TASK GOAL
Whichever lines of the entries hold the word "every" should be identified and copied.

DATASET CONTENT

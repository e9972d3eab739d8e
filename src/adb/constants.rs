/**
 * The adb sub command that keeps the connection to the adb server open and prints the device
 * list every time it changes.
 */
pub const TRACK_DEVICES_COMMAND: &str = "track-devices";

/**
 * Number of ASCII hex digits in front of every payload printed by `adb track-devices`.
 */
pub const FRAME_LENGTH_PREFIX: usize = 4;

/**
 * Capacity of the channel between the adb reader task and the dispatcher.
 */
pub const EVENT_CHANNEL_SIZE: usize = 64;

/**
 * Environment variables that may point at an android sdk, in order of preference.
 */
pub const ANDROID_SDK_VARS: [&str; 2] = ["ANDROID_HOME", "ANDROID_SDK_ROOT"];

#[cfg(target_os = "windows")]
pub const ADB_SDK_SUFFIX: &str = "platform-tools/adb.exe";

#[cfg(not(target_os = "windows"))]
pub const ADB_SDK_SUFFIX: &str = "platform-tools/adb";
//! Admin-only handlers: progress overview, read-only record views and the
//! CSV snapshot of the record table.

use actix_web::http::header::{self, ContentDisposition, DispositionParam, DispositionType};
use actix_web::{HttpResponse, get, post, web};
use serde::{Deserialize, Serialize};
use serde_json::json;
use tracing::{info, warn};
use utoipa::ToSchema;

use crate::domain::ports::{
    CaseAccess, CaseView, CaseViewRequest, Dashboard, DashboardRequest, UserProgress,
};
use crate::domain::snapshot::{read_snapshot, snapshot_bytes};
use crate::domain::{Error, SnapshotError};
use crate::inbound::http::ApiResult;
use crate::inbound::http::cases::VariantQuery;
use crate::inbound::http::session::SessionContext;
use crate::inbound::http::state::HttpState;

const SNAPSHOT_FILENAME: &str = "records.csv";

/// Result of a snapshot import.
#[derive(Debug, Serialize, Deserialize, ToSchema)]
pub struct ImportSummary {
    /// Rows written to the store.
    pub imported: usize,
}

fn map_snapshot_error(err: SnapshotError) -> Error {
    let error = Error::invalid_request(err.to_string());
    match err {
        SnapshotError::InvalidRow { row, .. } => error.with_details(json!({ "row": row })),
        _ => error,
    }
}

/// Progress of every annotator.
#[utoipa::path(
    get,
    path = "/api/v1/admin/users",
    responses(
        (status = 200, description = "Per-user progress", body = [UserProgress]),
        (status = 401, description = "Login required", body = Error),
        (status = 403, description = "Admin only", body = Error)
    ),
    tags = ["admin"],
    operation_id = "listUserProgress"
)]
#[get("/admin/users")]
pub async fn list_users(
    state: web::Data<HttpState>,
    session: SessionContext,
) -> ApiResult<web::Json<Vec<UserProgress>>> {
    state.require_admin(&session).await?;
    let overview = state.annotations_query.users_overview().await?;
    Ok(web::Json(overview))
}

/// A user's dashboard in canonical case order.
#[utoipa::path(
    get,
    path = "/api/v1/admin/users/{username}",
    params(("username" = String, Path, description = "Annotator username")),
    responses(
        (status = 200, description = "Dashboard", body = Dashboard),
        (status = 403, description = "Admin only", body = Error),
        (status = 404, description = "Unknown user", body = Error)
    ),
    tags = ["admin"],
    operation_id = "userDashboard"
)]
#[get("/admin/users/{username}")]
pub async fn user_dashboard(
    state: web::Data<HttpState>,
    session: SessionContext,
    path: web::Path<String>,
) -> ApiResult<web::Json<Dashboard>> {
    state.require_admin(&session).await?;
    let dashboard = state
        .annotations_query
        .dashboard(DashboardRequest {
            username: path.into_inner(),
            seed: None,
        })
        .await?;
    Ok(web::Json(dashboard))
}

/// Read-only view of somebody's record, reference answers included.
#[utoipa::path(
    get,
    path = "/api/v1/admin/users/{username}/cases/{case_id}",
    params(
        ("username" = String, Path, description = "Annotator username"),
        ("case_id" = String, Path, description = "Case identifier"),
        VariantQuery
    ),
    responses(
        (status = 200, description = "Record state", body = CaseView),
        (status = 403, description = "Admin only", body = Error),
        (status = 404, description = "Unknown user or case", body = Error)
    ),
    tags = ["admin"],
    operation_id = "userCase"
)]
#[get("/admin/users/{username}/cases/{case_id}")]
pub async fn user_case(
    state: web::Data<HttpState>,
    session: SessionContext,
    path: web::Path<(String, String)>,
    query: web::Query<VariantQuery>,
) -> ApiResult<web::Json<CaseView>> {
    state.require_admin(&session).await?;
    let (username, case_id) = path.into_inner();
    let view = state
        .annotations_query
        .case_view(CaseViewRequest {
            username,
            case_id,
            variant: query.variant.unwrap_or_default(),
            access: CaseAccess::ReadOnly,
        })
        .await?;
    Ok(web::Json(view))
}

/// Download every record as CSV.
#[utoipa::path(
    get,
    path = "/api/v1/admin/records.csv",
    responses(
        (status = 200, description = "Snapshot", content_type = "text/csv", body = String),
        (status = 403, description = "Admin only", body = Error)
    ),
    tags = ["admin"],
    operation_id = "exportRecords"
)]
#[get("/admin/records.csv")]
pub async fn export_records(
    state: web::Data<HttpState>,
    session: SessionContext,
) -> ApiResult<HttpResponse> {
    state.require_admin(&session).await?;
    let records = state.annotations_query.export_snapshot().await?;
    let body = snapshot_bytes(&records).map_err(|err| {
        warn!(error = %err, "snapshot export failed");
        Error::internal(err.to_string())
    })?;
    info!(rows = records.len(), "snapshot exported");
    Ok(HttpResponse::Ok()
        .content_type("text/csv; charset=utf-8")
        .insert_header(ContentDisposition {
            disposition: DispositionType::Attachment,
            parameters: vec![DispositionParam::Filename(SNAPSHOT_FILENAME.to_owned())],
        })
        .insert_header((header::CACHE_CONTROL, "no-store"))
        .body(body))
}

/// Restore records from a CSV snapshot. Existing identities are overwritten.
#[utoipa::path(
    post,
    path = "/api/v1/admin/records.csv",
    request_body(content = String, content_type = "text/csv", description = "Snapshot CSV"),
    responses(
        (status = 200, description = "Rows imported", body = ImportSummary),
        (status = 400, description = "Malformed snapshot", body = Error),
        (status = 403, description = "Admin only", body = Error)
    ),
    tags = ["admin"],
    operation_id = "importRecords"
)]
#[post("/admin/records.csv")]
pub async fn import_records(
    state: web::Data<HttpState>,
    session: SessionContext,
    body: web::Bytes,
) -> ApiResult<web::Json<ImportSummary>> {
    state.require_admin(&session).await?;
    let records = read_snapshot(body.as_ref()).map_err(map_snapshot_error)?;
    let imported = state.annotations.import_snapshot(records).await?;
    Ok(web::Json(ImportSummary { imported }))
}
//! Integration tests for `DieselRecordRepository` against embedded PostgreSQL.
//!
//! Each test gets its own database cloned from a migrated template. Database
//! calls run on a Tokio runtime owned by the test context so fixtures stay
//! synchronous.

use std::sync::{Arc, Mutex};

use chrono::{DateTime, Duration, Local, TimeZone, Utc};
use mockable::Clock;
use pg_embedded_setup_unpriv::TemporaryDatabase;
use rstest::{fixture, rstest};
use tokio::runtime::Runtime;

use casedesk::domain::ports::{RecordRepository, RecordRepositoryError};
use casedesk::domain::{CaseId, Record, RecordKey, RecordWrite, Username, Variant};
use casedesk::outbound::persistence::{DbPool, DieselRecordRepository, PoolConfig};

mod support;

use support::embedded_postgres::drop_records_table;
use support::{handle_cluster_setup_failure, provision_template_database, shared_cluster};

/// Clock that only moves when told to.
struct SteppedClock(Mutex<DateTime<Utc>>);

impl SteppedClock {
    fn advance(&self, by: Duration) {
        let mut now = self.0.lock().expect("clock lock");
        *now += by;
    }
}

impl Clock for SteppedClock {
    fn local(&self) -> DateTime<Local> {
        self.utc().with_timezone(&Local)
    }

    fn utc(&self) -> DateTime<Utc> {
        *self.0.lock().expect("clock lock")
    }
}

struct TestContext {
    runtime: Runtime,
    repository: DieselRecordRepository,
    clock: Arc<SteppedClock>,
    database_url: String,
    _database: TemporaryDatabase,
}

impl TestContext {
    fn block_on<F: std::future::Future>(&self, future: F) -> F::Output {
        self.runtime.block_on(future)
    }
}

fn start() -> DateTime<Utc> {
    Utc.with_ymd_and_hms(2026, 1, 12, 9, 0, 0)
        .single()
        .expect("valid timestamp")
}

fn setup_test_context() -> Result<TestContext, String> {
    let runtime = Runtime::new().map_err(|err| err.to_string())?;
    let cluster = shared_cluster()?;
    let database = provision_template_database(cluster).map_err(|err| err.to_string())?;
    let database_url = database.url().to_string();

    let config = PoolConfig::new(&database_url)
        .with_max_size(2)
        .with_min_idle(Some(1));
    let pool = runtime
        .block_on(async { DbPool::new(config).await })
        .map_err(|err| err.to_string())?;

    let clock = Arc::new(SteppedClock(Mutex::new(start())));
    let repository = DieselRecordRepository::new(pool, clock.clone());

    Ok(TestContext {
        runtime,
        repository,
        clock,
        database_url,
        _database: database,
    })
}

fn open_world() -> Option<TestContext> {
    match setup_test_context() {
        Ok(ctx) => Some(ctx),
        Err(reason) => handle_cluster_setup_failure(reason),
    }
}

#[fixture]
fn diesel_world() -> Option<TestContext> {
    open_world()
}

fn key(user: &str, case: &str, variant: Variant) -> RecordKey {
    RecordKey::new(
        Username::new(user).expect("valid username"),
        CaseId::new(case).expect("valid case id"),
        variant,
    )
}

fn write(key: RecordKey, payload: &str, elapsed_time: i64, completed: bool) -> RecordWrite {
    RecordWrite {
        key,
        payload: payload.as_bytes().to_vec(),
        elapsed_time,
        completed,
    }
}

#[rstest]
fn absent_then_partial_then_complete(diesel_world: Option<TestContext>) {
    let Some(ctx) = diesel_world else {
        eprintln!("SKIP-TEST-CLUSTER: absent_then_partial_then_complete skipped");
        return;
    };
    let alice = key("alice", "Case001", Variant::WithoutAid);

    let missing = ctx.block_on(ctx.repository.get(&alice)).expect("get");
    assert!(missing.is_none());

    ctx.block_on(ctx.repository.upsert(&write(alice.clone(), r#"{"Item01":"42"}"#, 5, false)))
        .expect("first upsert");
    let stored = ctx
        .block_on(ctx.repository.get(&alice))
        .expect("get")
        .expect("stored");
    assert_eq!(stored.payload, br#"{"Item01":"42"}"#.to_vec());
    assert_eq!(stored.elapsed_time, 5);
    assert!(!stored.completed);
    assert_eq!(stored.last_update, start());

    ctx.block_on(ctx.repository.upsert(&write(
        alice.clone(),
        r#"{"Item01":"42","Item02":"7"}"#,
        9,
        true,
    )))
    .expect("second upsert");
    let done = ctx
        .block_on(ctx.repository.count_completed(&alice.username, Variant::WithoutAid))
        .expect("count");
    assert_eq!(done, 1);
}

#[rstest]
fn repeated_upsert_only_moves_last_update(diesel_world: Option<TestContext>) {
    let Some(ctx) = diesel_world else {
        eprintln!("SKIP-TEST-CLUSTER: repeated_upsert_only_moves_last_update skipped");
        return;
    };
    let bob = key("bob", "Case002", Variant::WithAid);
    let same = write(bob.clone(), r#"{"Item03":"1"}"#, 12, false);

    ctx.block_on(ctx.repository.upsert(&same)).expect("first");
    let first = ctx.block_on(ctx.repository.get(&bob)).expect("get").expect("row");

    ctx.clock.advance(Duration::minutes(3));
    ctx.block_on(ctx.repository.upsert(&same)).expect("second");
    let second = ctx.block_on(ctx.repository.get(&bob)).expect("get").expect("row");

    assert_eq!(second.last_update, first.last_update + Duration::minutes(3));
    assert_eq!(
        Record {
            last_update: first.last_update,
            ..second
        },
        first
    );
}

#[rstest]
fn batch_writes_both_variants(diesel_world: Option<TestContext>) {
    let Some(ctx) = diesel_world else {
        eprintln!("SKIP-TEST-CLUSTER: batch_writes_both_variants skipped");
        return;
    };
    let first = key("carol", "Case001", Variant::WithoutAid);
    let second = first.with_variant(Variant::WithAid);

    ctx.block_on(ctx.repository.upsert_batch(&[
        write(first.clone(), r#"{"Item01":"3"}"#, 30, true),
        write(second.clone(), r#"{"Item01":"3"}"#, 0, false),
    ]))
    .expect("batch");

    let rows = ctx
        .block_on(ctx.repository.list_for_user(&first.username))
        .expect("list");
    assert_eq!(rows.len(), 2);
    let seeded = rows
        .iter()
        .find(|row| row.key == second)
        .expect("with-aid row");
    assert_eq!(seeded.elapsed_time, 0);
    assert!(!seeded.completed);
}

#[rstest]
fn concurrent_upserts_leave_one_row(diesel_world: Option<TestContext>) {
    let Some(ctx) = diesel_world else {
        eprintln!("SKIP-TEST-CLUSTER: concurrent_upserts_leave_one_row skipped");
        return;
    };
    let frank = key("frank", "Case001", Variant::WithoutAid);
    let first = write(frank.clone(), r#"{"Item01":"1"}"#, 3, false);
    let second = write(frank.clone(), r#"{"Item01":"2","Item02":"2"}"#, 7, true);

    let (left, right) = ctx.block_on(async {
        tokio::join!(ctx.repository.upsert(&first), ctx.repository.upsert(&second))
    });
    left.expect("first upsert");
    right.expect("second upsert");

    let rows = ctx.block_on(ctx.repository.export_all()).expect("export");
    assert_eq!(rows.len(), 1);
    let stored = rows.first().expect("one row");
    let winner = [&first, &second]
        .into_iter()
        .find(|candidate| candidate.payload == stored.payload)
        .expect("stored payload comes from one of the writes");
    assert_eq!(stored.elapsed_time, winner.elapsed_time);
    assert_eq!(stored.completed, winner.completed);

    ctx.clock.advance(Duration::seconds(1));
    ctx.block_on(ctx.repository.upsert(&first)).expect("later upsert");
    let latest = ctx
        .block_on(ctx.repository.get(&frank))
        .expect("get")
        .expect("row");
    assert_eq!(latest.payload, first.payload);
    assert_eq!(latest.elapsed_time, 3);
    assert!(!latest.completed);
}

#[rstest]
#[case(0)]
#[case(3)]
fn export_then_import_reproduces_the_table(
    diesel_world: Option<TestContext>,
    #[case] rows: usize,
) {
    let Some(ctx) = diesel_world else {
        eprintln!("SKIP-TEST-CLUSTER: export_then_import_reproduces_the_table skipped");
        return;
    };
    for index in 0..rows {
        let case = format!("Case00{}", index + 1);
        ctx.block_on(ctx.repository.upsert(&write(
            key("dave", &case, Variant::WithoutAid),
            r#"{"Item01":"10"}"#,
            i64::try_from(index).expect("small index"),
            index % 2 == 0,
        )))
        .expect("seed");
        ctx.clock.advance(Duration::seconds(1));
    }
    let exported = ctx.block_on(ctx.repository.export_all()).expect("export");
    assert_eq!(exported.len(), rows);

    let Some(target) = open_world() else {
        return;
    };
    target
        .block_on(target.repository.import_all(&exported))
        .expect("import");
    let restored = target.block_on(target.repository.export_all()).expect("export");
    assert_eq!(restored, exported);
}

#[rstest]
fn missing_table_surfaces_a_query_error(diesel_world: Option<TestContext>) {
    let Some(ctx) = diesel_world else {
        eprintln!("SKIP-TEST-CLUSTER: missing_table_surfaces_a_query_error skipped");
        return;
    };
    drop_records_table(&ctx.database_url).expect("drop succeeds");

    let err = ctx
        .block_on(ctx.repository.upsert(&write(
            key("erin", "Case001", Variant::WithoutAid),
            "{}",
            0,
            false,
        )))
        .expect_err("table is gone");
    assert!(
        matches!(err, RecordRepositoryError::Query { .. }),
        "expected Query error, got: {err:?}"
    );
}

RESPONSE FOR THIS EXERCISE
 * list every time it changes.
 * Number of ASCII hex digits in front of every payload printed by `adb track-devices`.
/// Progress of every annotator.
/// Download every record as CSV.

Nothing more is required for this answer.